# Datafaucet

Datafaucet is a productivity framework for ETL, ML application. Simplifying some of the common activities which are typical in Data pipeline such as project scaffolding, data ingesting, start schema generation, forecasting etc.

In [1]:
import datafaucet as dfc
from datafaucet import logging

## Logging

One of the main things here is to have configuration and code separated in different files. Project is all about setting the correct working directories where to run and find your notebooks, python files and configuration files. When datafaucet project is loaded, it starts by searching for a `__main__.py` file, according to python module file naming conventions. When such a file is found, the corresponding directory is set as the root path for the project. All modules and alias paths are all relative to the project root path.

### Logs

Logging via datafaucet support 5 levels:
  - info
  - notice
  - warning
  - error
  - fatal

#### No project metadata loaded.
Logging will work without loading any metadata project configuration, but in this case it will use the default cofiguration of the python root logger. By default, `debug`, `info` and `notice` level are filtered out. To enable the full functionality, including logging to kafka and logging the custom logging information about the project (sessionid, username, etc) you must load a project first.

In [2]:
logging.debug('debug')
logging.info('info')
logging.notice('notice')
logging.warning('a warning message')
logging.error('this is an error')
logging.critical('critical condition')

this is an error
critical condition


#### Loading a metadata profile
If a logging configuration is loaded, then extra functionality will be available.
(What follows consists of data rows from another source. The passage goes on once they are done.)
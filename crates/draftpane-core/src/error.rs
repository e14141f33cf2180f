//! Error types for draftpane.

use serde::{Deserialize, Serialize};
use thiserror::Error;

/// Maximum number of characters of raw error detail shown in a status line.
pub const MAX_ERROR_DETAIL_CHARS: usize = 200;

/// Name/message fragments that mark an error as a transient network failure.
const TRANSIENT_MARKERS: &[&str] = &[
    "abort",
    "network",
    "connection",
    "connect",
    "timeout",
    "timed out",
    "econnreset",
    "econnrefused",
    "reset by peer",
    "failed to fetch",
    "fetch",
];

/// A shared error type for the whole draftpane workspace.
///
/// Variants carry enough identifying information (name and message) for the
/// operation registry to classify a failure without knowing which layer
/// produced it.
#[derive(Error, Debug, Clone, Serialize, Deserialize, PartialEq, Eq)]
pub enum DraftError {
    /// Transport-level failure talking to a remote service.
    #[error("{name}: {message}")]
    Network { name: String, message: String },

    /// The operation was cancelled locally.
    #[error("Request cancelled")]
    Cancelled,

    /// The drafting service answered with an error status.
    #[error("Drafting service error{}: {message}", status_suffix(.status_code))]
    Service {
        status_code: Option<u16>,
        message: String,
        is_retryable: bool,
    },

    /// The drafting service answered, but not with something we understand.
    #[error("Malformed response: {0}")]
    MalformedResponse(String),

    /// Storage surface failure.
    #[error("Storage error: {0}")]
    Storage(String),

    /// Serialization/deserialization error
    #[error("Serialization error: {format} - {message}")]
    Serialization { format: String, message: String },

    /// Configuration error
    #[error("Configuration error: {0}")]
    Config(String),

    /// A pane operation was requested while no conversation is open.
    #[error("No conversation is active")]
    NoActiveConversation,

    /// Internal error (should not happen in normal operation)
    #[error("Internal error: {0}")]
    Internal(String),
}

/// How the operation registry treats a failure.
#[derive(Debug, Clone, Copy, PartialEq, Eq, Serialize, Deserialize)]
pub enum FailureKind {
    /// Retry-eligible, e.g. a dropped connection.
    Transient,
    /// Local or user cancellation. Never counted as a failure.
    Cancelled,
    /// Everything else.
    Terminal,
}

impl DraftError {
    // ============================================================================
    // Constructor helpers
    // ============================================================================

    /// Creates a Network error
    pub fn network(name: impl Into<String>, message: impl Into<String>) -> Self {
        Self::Network {
            name: name.into(),
            message: message.into(),
        }
    }

    /// Creates a Storage error
    pub fn storage(message: impl Into<String>) -> Self {
        Self::Storage(message.into())
    }

    /// Creates a Config error
    pub fn config(message: impl Into<String>) -> Self {
        Self::Config(message.into())
    }

    /// Creates an Internal error
    pub fn internal(message: impl Into<String>) -> Self {
        Self::Internal(message.into())
    }

    /// Creates a MalformedResponse error
    pub fn malformed(message: impl Into<String>) -> Self {
        Self::MalformedResponse(message.into())
    }

    // ============================================================================
    // Classification
    // ============================================================================

    /// Check if this is a cancellation
    pub fn is_cancelled(&self) -> bool {
        matches!(self, Self::Cancelled)
    }

    /// Classifies the error for the retry policy.
    ///
    /// Network errors are matched by name/message heuristics, so a transport
    /// that reports everything as `Network` still gets terminal treatment for
    /// failures that are not connection-shaped.
    pub fn failure_kind(&self) -> FailureKind {
        match self {
            Self::Cancelled => FailureKind::Cancelled,
            Self::Network { name, message } => {
                if looks_transient(name) || looks_transient(message) {
                    FailureKind::Transient
                } else {
                    FailureKind::Terminal
                }
            }
            Self::Service { is_retryable, .. } if *is_retryable => FailureKind::Transient,
            _ => FailureKind::Terminal,
        }
    }

    /// Short, human-readable text for a status line.
    ///
    /// Raw detail is truncated to [`MAX_ERROR_DETAIL_CHARS`], never dropped.
    pub fn status_text(&self) -> String {
        truncate_detail(&self.to_string(), MAX_ERROR_DETAIL_CHARS)
    }
}

fn status_suffix(status_code: &Option<u16>) -> String {
    status_code.map(|c| format!(" ({c})")).unwrap_or_default()
}

fn looks_transient(text: &str) -> bool {
    let lower = text.to_lowercase();
    TRANSIENT_MARKERS.iter().any(|marker| lower.contains(marker))
}

/// Truncates `detail` to at most `max_chars` characters, appending an
/// ellipsis when something was cut.
pub fn truncate_detail(detail: &str, max_chars: usize) -> String {
    let trimmed = detail.trim();
    if trimmed.chars().count() <= max_chars {
        return trimmed.to_string();
    }
    let mut out: String = trimmed.chars().take(max_chars.saturating_sub(1)).collect();
    out.push('…');
    out
}

// ============================================================================
// From implementations for automatic conversion
// ============================================================================

impl From<std::io::Error> for DraftError {
    fn from(err: std::io::Error) -> Self {
        Self::Storage(format!("{} (kind: {:?})", err, err.kind()))
    }
}

impl From<serde_json::Error> for DraftError {
    fn from(err: serde_json::Error) -> Self {
        Self::Serialization {
            format: "JSON".to_string(),
            message: err.to_string(),
        }
    }
}

impl From<toml::de::Error> for DraftError {
    fn from(err: toml::de::Error) -> Self {
        Self::Serialization {
            format: "TOML".to_string(),
            message: err.to_string(),
        }
    }
}

impl From<reqwest::Error> for DraftError {
    fn from(err: reqwest::Error) -> Self {
        if err.is_timeout() {
            Self::network("TimeoutError", err.to_string())
        } else if err.is_connect() || err.is_request() {
            Self::network("NetworkError", err.to_string())
        } else if err.is_decode() {
            Self::MalformedResponse(err.to_string())
        } else {
            Self::Service {
                status_code: err.status().map(|s| s.as_u16()),
                message: err.to_string(),
                is_retryable: false,
            }
        }
    }
}

/// Conversion from anyhow::Error (for collaborators that report untyped errors)
impl From<anyhow::Error> for DraftError {
    fn from(err: anyhow::Error) -> Self {
        Self::Internal(err.to_string())
    }
}

/// A type alias for `Result<T, DraftError>`.
pub type Result<T> = std::result::Result<T, DraftError>;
In particular, logging will log datafaucet specific info, such as the session id, and data can be passed as a dictionary, optionally with a custom message

In [3]:
logging.init('info', True, 'datafaucet.log')

In [4]:
logging.debug('debug')
logging.info('info')
logging.notice('notice')
logging.warning('a warning message')
logging.error('this is an error')
logging.critical('critical condition')

INFO:datafaucet:logging.ipynb:notebook:cell | info
NOTICE:datafaucet:logging.ipynb:notebook:cell | notice
ERROR:datafaucet:logging.ipynb:notebook:cell | this is an error
CRITICAL:datafaucet:logging.ipynb:notebook:cell | critical condition


In [5]:
# custom message
dfc.logging.notice('hello world')

NOTICE:datafaucet:logging.ipynb:notebook:cell | hello world


In [6]:
# *args similar to print
dfc.logging.warning('message', 'can have', 'multiple parts', 'and', 'types:', dfc.__name__, 'is a', type(dfc))



In [7]:
# add custom data dictionary as a dictionary
dfc.logging.warning('custom data + message', extra={'test_value':42})



In [8]:
# extra dictionary is not shown in stdout, but does show in file (jsonl format) and kafka log messages
!tail -n 1 datafaucet.log | jq .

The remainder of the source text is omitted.